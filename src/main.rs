//! Line-oriented front end and entry point.
//!
//! Reads one command per line from stdin, translates it into a library
//! [`Event`], runs it through the [`Runtime`] and prints the redrawn screen.
//!
//! # Architecture
//!
//! ```text
//! stdin line → parse_command → Event → Runtime::dispatch → render → stdout
//!                                           │
//!                                   RemoteClient (cache)
//!                                           │
//!                                   LocalTransport (JSON)
//!                                           │
//!                                   ContactWorker → Storage
//! ```
//!
//! Everything runs on a single-threaded tokio runtime.
//!
//! # Commands
//!
//! - `/ <text>` or `search <text>`: Filter by name (`/` alone clears)
//! - `n`/`next`: Next page
//! - `p`/`prev`: Previous page
//! - `f <id>`: Toggle favorite
//! - `add <first> <last> <phone>..`: Create a contact
//! - `edit <id> <first> <last> <phone>..`: Replace a contact
//! - `del <id>`: Delete a contact
//! - `r`/`refresh`: Drop cached results and reload
//! - `q`/`quit`: Exit

#![allow(clippy::multiple_crate_versions)]

use phonebook::domain::{ContactId, NewContact};
use phonebook::infrastructure::get_config_path;
use phonebook::remote::{LocalTransport, RemoteClient};
use phonebook::ui::helpers::strip_ansi;
use phonebook::worker::ContactWorker;
use phonebook::{initialize, open_storage, Config, Event, Runtime};
use tokio::io::{AsyncBufReadExt, BufReader};

const DEFAULT_COLUMNS: usize = 80;

#[tokio::main(flavor = "current_thread")]
async fn main() -> phonebook::Result<()> {
    let config_path = get_config_path();
    let config = Config::load(&config_path, std::env::vars())?;
    phonebook::observability::init_tracing(&config);

    let span = tracing::debug_span!("startup");
    let guard = span.entered();
    tracing::debug!(
        path = %config_path.display(),
        found = config_path.exists(),
        ?config,
        "configuration resolved"
    );

    let storage = open_storage(&config)?;
    let client = RemoteClient::new(LocalTransport::new(ContactWorker::new(storage)));
    let mut runtime = Runtime::new(client, initialize(&config));
    let plain = !config.color || std::env::var_os("NO_COLOR").is_some();
    let cols = terminal_columns();
    tracing::info!(page_size = config.page_size, plain, cols, "phonebook started");
    drop(guard);

    runtime.dispatch(Event::Load).await?;
    print_screen(&runtime, cols, plain);

    let mut lines = BufReader::new(tokio::io::stdin()).lines();
    while let Some(line) = lines.next_line().await? {
        let line = line.trim();
        if line.is_empty() {
            continue;
        }

        let Some(event) = parse_command(line) else {
            tracing::debug!(line, "unrecognized command");
            println!("unrecognized command: {line}");
            continue;
        };

        let render = runtime.dispatch(event).await?;
        if runtime.should_quit() {
            break;
        }
        if render {
            print_screen(&runtime, cols, plain);
        }
    }

    tracing::info!("phonebook exiting");
    Ok(())
}

fn print_screen<A: phonebook::remote::ContactApi>(runtime: &Runtime<A>, cols: usize, plain: bool) {
    let screen = phonebook::ui::render(runtime.state(), cols);
    if plain {
        print!("{}", strip_ansi(&screen));
    } else {
        print!("{screen}");
    }
}

fn terminal_columns() -> usize {
    std::env::var("COLUMNS")
        .ok()
        .and_then(|c| c.parse::<usize>().ok())
        .filter(|&c| c > 0)
        .unwrap_or(DEFAULT_COLUMNS)
}

/// Maps one input line to an event.
///
/// Returns `None` for unknown commands and malformed arguments.
fn parse_command(line: &str) -> Option<Event> {
    if let Some(text) = line.strip_prefix('/') {
        return Some(Event::SetSearch(text.trim().to_string()));
    }

    let (command, rest) = line.split_once(char::is_whitespace).unwrap_or((line, ""));
    let args: Vec<&str> = rest.split_whitespace().collect();

    match (command, args.as_slice()) {
        ("search", _) => Some(Event::SetSearch(rest.trim().to_string())),
        ("n" | "next", []) => Some(Event::NextPage),
        ("p" | "prev", []) => Some(Event::PrevPage),
        ("r" | "refresh", []) => Some(Event::Refresh),
        ("q" | "quit", []) => Some(Event::Quit),
        ("f" | "fav", [id]) => id.parse::<ContactId>().ok().map(Event::ToggleFavorite),
        ("del" | "delete", [id]) => id.parse::<ContactId>().ok().map(Event::DeleteContact),
        ("add", [first, last, phones @ ..]) => Some(Event::AddContact(new_contact(first, last, phones))),
        ("edit", [id, first, last, phones @ ..]) => {
            let id = id.parse::<ContactId>().ok()?;
            Some(Event::EditContact {
                id,
                contact: new_contact(first, last, phones),
            })
        }
        _ => None,
    }
}

fn new_contact(first: &str, last: &str, phones: &[&str]) -> NewContact {
    NewContact::new(first, last, phones.iter().map(ToString::to_string).collect())
}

▶ _Aim of the exercise_
What is needed is a copy of every line above in which "collect" appears.

▶ _Final answer_
    let args: Vec<&str> = rest.split_whitespace().collect();
    NewContact::new(first, last, phones.iter().map(ToString::to_string).collect())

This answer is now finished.